* [TRY IT]: Tell me how many lines in the data include "delivery", and keep the reply to that number.

* [THE DATA]:
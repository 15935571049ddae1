//! Push token repository.

use std::sync::Arc;

use chrono::Utc;
use sea_orm::{
    ActiveModelTrait, ColumnTrait, DatabaseConnection, EntityTrait, QueryFilter, QueryOrder, Set,
};

use crate::entities::push_token::{ActiveModel, Column, Entity, Model};
use fitfeed_common::{AppError, AppResult};

/// Repository for push token operations.
#[derive(Clone)]
pub struct PushTokenRepository {
    db: Arc<DatabaseConnection>,
}

impl PushTokenRepository {
    /// Create a new push token repository.
    #[must_use]
    pub const fn new(db: Arc<DatabaseConnection>) -> Self {
        Self { db }
    }

    /// Find a push token row by ID.
    pub async fn find_by_id(&self, id: &str) -> AppResult<Option<Model>> {
        Entity::find_by_id(id)
            .one(self.db.as_ref())
            .await
            .map_err(|e| AppError::Database(e.to_string()))
    }

    /// Get a push token row by ID or return an error.
    pub async fn get_by_id(&self, id: &str) -> AppResult<Model> {
        self.find_by_id(id)
            .await?
            .ok_or_else(|| AppError::NotFound(format!("Push token {id} not found")))
    }

    /// Find a user's row for an exact token string.
    pub async fn find_by_user_and_token(
        &self,
        user_id: &str,
        token: &str,
    ) -> AppResult<Option<Model>> {
        Entity::find()
            .filter(Column::UserId.eq(user_id))
            .filter(Column::Token.eq(token))
            .one(self.db.as_ref())
            .await
            .map_err(|e| AppError::Database(e.to_string()))
    }

    /// Find all active tokens for a user (multi-device).
    pub async fn find_active_by_user(&self, user_id: &str) -> AppResult<Vec<Model>> {
        Entity::find()
            .filter(Column::UserId.eq(user_id))
            .filter(Column::Active.eq(true))
            .order_by_desc(Column::CreatedAt)
            .all(self.db.as_ref())
            .await
            .map_err(|e| AppError::Database(e.to_string()))
    }

    /// Delete this token string from every user except `keep_user_id`.
    ///
    /// A device handed to another account must not keep delivering to the
    /// previous owner.
    pub async fn delete_for_other_users(&self, token: &str, keep_user_id: &str) -> AppResult<u64> {
        let result = Entity::delete_many()
            .filter(Column::Token.eq(token))
            .filter(Column::UserId.ne(keep_user_id))
            .exec(self.db.as_ref())
            .await
            .map_err(|e| AppError::Database(e.to_string()))?;
        Ok(result.rows_affected)
    }

    /// Create a new push token row.
    pub async fn create(&self, model: ActiveModel) -> AppResult<Model> {
        model
            .insert(self.db.as_ref())
            .await
            .map_err(|e| AppError::Database(e.to_string()))
    }

    /// Update a push token row.
    pub async fn update(&self, model: ActiveModel) -> AppResult<Model> {
        model
            .update(self.db.as_ref())
            .await
            .map_err(|e| AppError::Database(e.to_string()))
    }

    /// Reactivate an existing row and refresh its device metadata.
    pub async fn reactivate(
        &self,
        existing: Model,
        platform: &str,
        device_name: Option<String>,
        device_id: Option<String>,
    ) -> AppResult<Model> {
        let mut active: ActiveModel = existing.into();
        active.active = Set(true);
        active.platform = Set(platform.to_string());
        active.device_name = Set(device_name);
        active.device_id = Set(device_id);
        active.updated_at = Set(Some(Utc::now().into()));
        self.update(active).await
    }

    /// Mark a token row inactive.
    pub async fn deactivate(&self, id: &str) -> AppResult<Model> {
        let token = self.get_by_id(id).await?;
        let mut active: ActiveModel = token.into();
        active.active = Set(false);
        active.updated_at = Set(Some(Utc::now().into()));
        self.update(active).await
    }

    /// Stamp the last successful delivery through a token.
    pub async fn touch_last_used(&self, id: &str) -> AppResult<Model> {
        let token = self.get_by_id(id).await?;
        let mut active: ActiveModel = token.into();
        active.last_used_at = Set(Some(Utc::now().into()));
        active.updated_at = Set(Some(Utc::now().into()));
        self.update(active).await
    }

    /// Delete all token rows for a user. Returns the number removed.
    pub async fn delete_by_user(&self, user_id: &str) -> AppResult<u64> {
        let result = Entity::delete_many()
            .filter(Column::UserId.eq(user_id))
            .exec(self.db.as_ref())
            .await
            .map_err(|e| AppError::Database(e.to_string()))?;
        Ok(result.rows_affected)
    }

    /// Delete one token row for a user. Returns the number removed.
    pub async fn delete_by_user_and_token(&self, user_id: &str, token: &str) -> AppResult<u64> {
        let result = Entity::delete_many()
            .filter(Column::UserId.eq(user_id))
            .filter(Column::Token.eq(token))
            .exec(self.db.as_ref())
            .await
            .map_err(|e| AppError::Database(e.to_string()))?;
        Ok(result.rows_affected)
    }
}

#[cfg(test)]
#[allow(clippy::unwrap_used)]
mod tests {
    use super::*;
    use sea_orm::{DatabaseBackend, MockDatabase, MockExecResult};

    fn create_test_token(id: &str, user_id: &str, token: &str, active: bool) -> Model {
        Model {
            id: id.to_string(),
            user_id: user_id.to_string(),
            token: token.to_string(),
            platform: "ios".to_string(),
            device_name: Some("iPhone".to_string()),
            device_id: None,
            active,
            last_used_at: None,
            created_at: Utc::now().into(),
            updated_at: None,
        }
    }

    #[tokio::test]
    async fn test_find_active_by_user() {
        let t1 = create_test_token("t1", "user1", "ExponentPushToken[aaa]", true);
        let t2 = create_test_token("t2", "user1", "ExponentPushToken[bbb]", true);

        let db = Arc::new(
            MockDatabase::new(DatabaseBackend::Postgres)
                .append_query_results([[t1, t2]])
                .into_connection(),
        );

        let repo = PushTokenRepository::new(db);
        let result = repo.find_active_by_user("user1").await.unwrap();

        assert_eq!(result.len(), 2);
    }

    #[tokio::test]
    async fn test_find_by_user_and_token_not_found() {
        let db = Arc::new(
            MockDatabase::new(DatabaseBackend::Postgres)
                .append_query_results([Vec::<Model>::new()])
                .into_connection(),
        );

        let repo = PushTokenRepository::new(db);
        let result = repo
            .find_by_user_and_token("user1", "ExponentPushToken[aaa]")
            .await
            .unwrap();

        assert!(result.is_none());
    }

    #[tokio::test]
    async fn test_delete_for_other_users() {
        let db = Arc::new(
            MockDatabase::new(DatabaseBackend::Postgres)
                .append_exec_results([MockExecResult {
                    last_insert_id: 0,
                    rows_affected: 1,
                }])
                .into_connection(),
        );

        let repo = PushTokenRepository::new(db);
        let removed = repo
            .delete_for_other_users("ExponentPushToken[aaa]", "user2")
            .await
            .unwrap();

        assert_eq!(removed, 1);
    }

    #[tokio::test]
    async fn test_deactivate() {
        let token = create_test_token("t1", "user1", "ExponentPushToken[aaa]", true);
        let mut deactivated = token.clone();
        deactivated.active = false;

        let db = Arc::new(
            MockDatabase::new(DatabaseBackend::Postgres)
                .append_query_results([[token], [deactivated]])
                .append_exec_results([MockExecResult {
                    last_insert_id: 0,
                    rows_affected: 1,
                }])
                .into_connection(),
        );

        let repo = PushTokenRepository::new(db);
        let result = repo.deactivate("t1").await.unwrap();

        assert!(!result.active);
    }
}
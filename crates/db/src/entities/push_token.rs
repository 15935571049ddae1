//! Push token entity.

use sea_orm::entity::prelude::*;
use serde::{Deserialize, Serialize};

/// Push token entity: one row per registered device.
#[derive(Clone, Debug, PartialEq, Eq, DeriveEntityModel, Serialize, Deserialize)]
#[sea_orm(table_name = "push_token")]
pub struct Model {
    #[sea_orm(primary_key, auto_increment = false)]
    pub id: String,

    /// Owner
    #[sea_orm(indexed)]
    pub user_id: String,

    /// Provider device token (destination address)
    #[sea_orm(column_type = "Text")]
    pub token: String,

    /// Platform (ios | android)
    pub platform: String,

    /// Device name (user-provided)
    #[sea_orm(nullable)]
    pub device_name: Option<String>,

    /// Device identifier reported by the app
    #[sea_orm(nullable)]
    pub device_id: Option<String>,

    /// Whether the token is active
    #[sea_orm(default_value = true)]
    pub active: bool,

    /// Last successful delivery through this token
    #[sea_orm(nullable)]
    pub last_used_at: Option<DateTimeWithTimeZone>,

    pub created_at: DateTimeWithTimeZone,

    #[sea_orm(nullable)]
    pub updated_at: Option<DateTimeWithTimeZone>,
}

#[derive(Copy, Clone, Debug, EnumIter, DeriveRelation)]
pub enum Relation {
    #[sea_orm(
        belongs_to = "super::user::Entity",
        from = "Column::UserId",
        to = "super::user::Column::Id",
        on_delete = "Cascade"
    )]
    User,
}

impl Related<super::user::Entity> for Entity {
    fn to() -> RelationDef {
        Relation::User.def()
    }
}

impl ActiveModelBehavior for ActiveModel {}
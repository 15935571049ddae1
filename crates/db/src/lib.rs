//! Database layer for fitfeed.

pub mod entities;
pub mod migrations;
pub mod repositories;
pub mod test_utils;

use fitfeed_common::{AppError, Config};
use sea_orm::{ConnectOptions, Database, DatabaseConnection};
use std::time::Duration;
use tracing::log::LevelFilter;

/// Initialize database connection.
pub async fn init(config: &Config) -> Result<DatabaseConnection, AppError> {
    let mut opt = ConnectOptions::new(&config.database.url);

    opt.max_connections(config.database.max_connections)
        .min_connections(config.database.min_connections)
        .connect_timeout(Duration::from_secs(10))
        .acquire_timeout(Duration::from_secs(10))
        .idle_timeout(Duration::from_secs(600))
        .max_lifetime(Duration::from_secs(1800))
        .sqlx_logging(true)
        .sqlx_logging_level(LevelFilter::Debug);

    Database::connect(opt)
        .await
        .map_err(|e| AppError::Database(e.to_string()))
}

/// Run pending migrations.
pub async fn migrate(db: &DatabaseConnection) -> Result<(), AppError> {
    use sea_orm_migration::MigratorTrait;
    migrations::Migrator::up(db, None)
        .await
        .map_err(|e| AppError::Database(e.to_string()))
}
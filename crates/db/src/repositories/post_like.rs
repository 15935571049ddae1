//! Post like repository.

use std::sync::Arc;

use crate::entities::{PostLike, post_like};
use fitfeed_common::{AppError, AppResult};
use sea_orm::{ActiveModelTrait, ColumnTrait, DatabaseConnection, EntityTrait, QueryFilter};

/// Repository for post like rows.
#[derive(Clone)]
pub struct PostLikeRepository {
    db: Arc<DatabaseConnection>,
}

impl PostLikeRepository {
    /// Create a new post like repository.
    #[must_use]
    pub const fn new(db: Arc<DatabaseConnection>) -> Self {
        Self { db }
    }

    /// Find a like by (post, user) pair.
    pub async fn find_by_pair(
        &self,
        post_id: &str,
        user_id: &str,
    ) -> AppResult<Option<post_like::Model>> {
        PostLike::find()
            .filter(post_like::Column::PostId.eq(post_id))
            .filter(post_like::Column::UserId.eq(user_id))
            .one(self.db.as_ref())
            .await
            .map_err(|e| AppError::Database(e.to_string()))
    }

    /// Has this user liked this post?
    pub async fn has_liked(&self, post_id: &str, user_id: &str) -> AppResult<bool> {
        Ok(self.find_by_pair(post_id, user_id).await?.is_some())
    }

    /// Create a like row.
    pub async fn create(&self, model: post_like::ActiveModel) -> AppResult<post_like::Model> {
        model
            .insert(self.db.as_ref())
            .await
            .map_err(|e| AppError::Database(e.to_string()))
    }

    /// Delete the like for a (post, user) pair. Returns the number removed.
    pub async fn delete_by_pair(&self, post_id: &str, user_id: &str) -> AppResult<u64> {
        let result = PostLike::delete_many()
            .filter(post_like::Column::PostId.eq(post_id))
            .filter(post_like::Column::UserId.eq(user_id))
            .exec(self.db.as_ref())
            .await
            .map_err(|e| AppError::Database(e.to_string()))?;
        Ok(result.rows_affected)
    }
}

#[cfg(test)]
#[allow(clippy::unwrap_used)]
mod tests {
    use super::*;
    use chrono::Utc;
    use sea_orm::{DatabaseBackend, MockDatabase, MockExecResult};

    fn create_test_like(id: &str, post_id: &str, user_id: &str) -> post_like::Model {
        post_like::Model {
            id: id.to_string(),
            post_id: post_id.to_string(),
            user_id: user_id.to_string(),
            created_at: Utc::now().into(),
        }
    }

    #[tokio::test]
    async fn test_has_liked_true() {
        let like = create_test_like("l1", "post1", "user1");

        let db = Arc::new(
            MockDatabase::new(DatabaseBackend::Postgres)
                .append_query_results([[like]])
                .into_connection(),
        );

        let repo = PostLikeRepository::new(db);
        assert!(repo.has_liked("post1", "user1").await.unwrap());
    }

    #[tokio::test]
    async fn test_has_liked_false() {
        let db = Arc::new(
            MockDatabase::new(DatabaseBackend::Postgres)
                .append_query_results([Vec::<post_like::Model>::new()])
                .into_connection(),
        );

        let repo = PostLikeRepository::new(db);
        assert!(!repo.has_liked("post1", "user1").await.unwrap());
    }

    #[tokio::test]
    async fn test_delete_by_pair() {
        let db = Arc::new(
            MockDatabase::new(DatabaseBackend::Postgres)
                .append_exec_results([MockExecResult {
                    last_insert_id: 0,
                    rows_affected: 1,
                }])
                .into_connection(),
        );

        let repo = PostLikeRepository::new(db);
        let removed = repo.delete_by_pair("post1", "user1").await.unwrap();

        assert_eq!(removed, 1);
    }
}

* [YOUR RESPONSE]: 2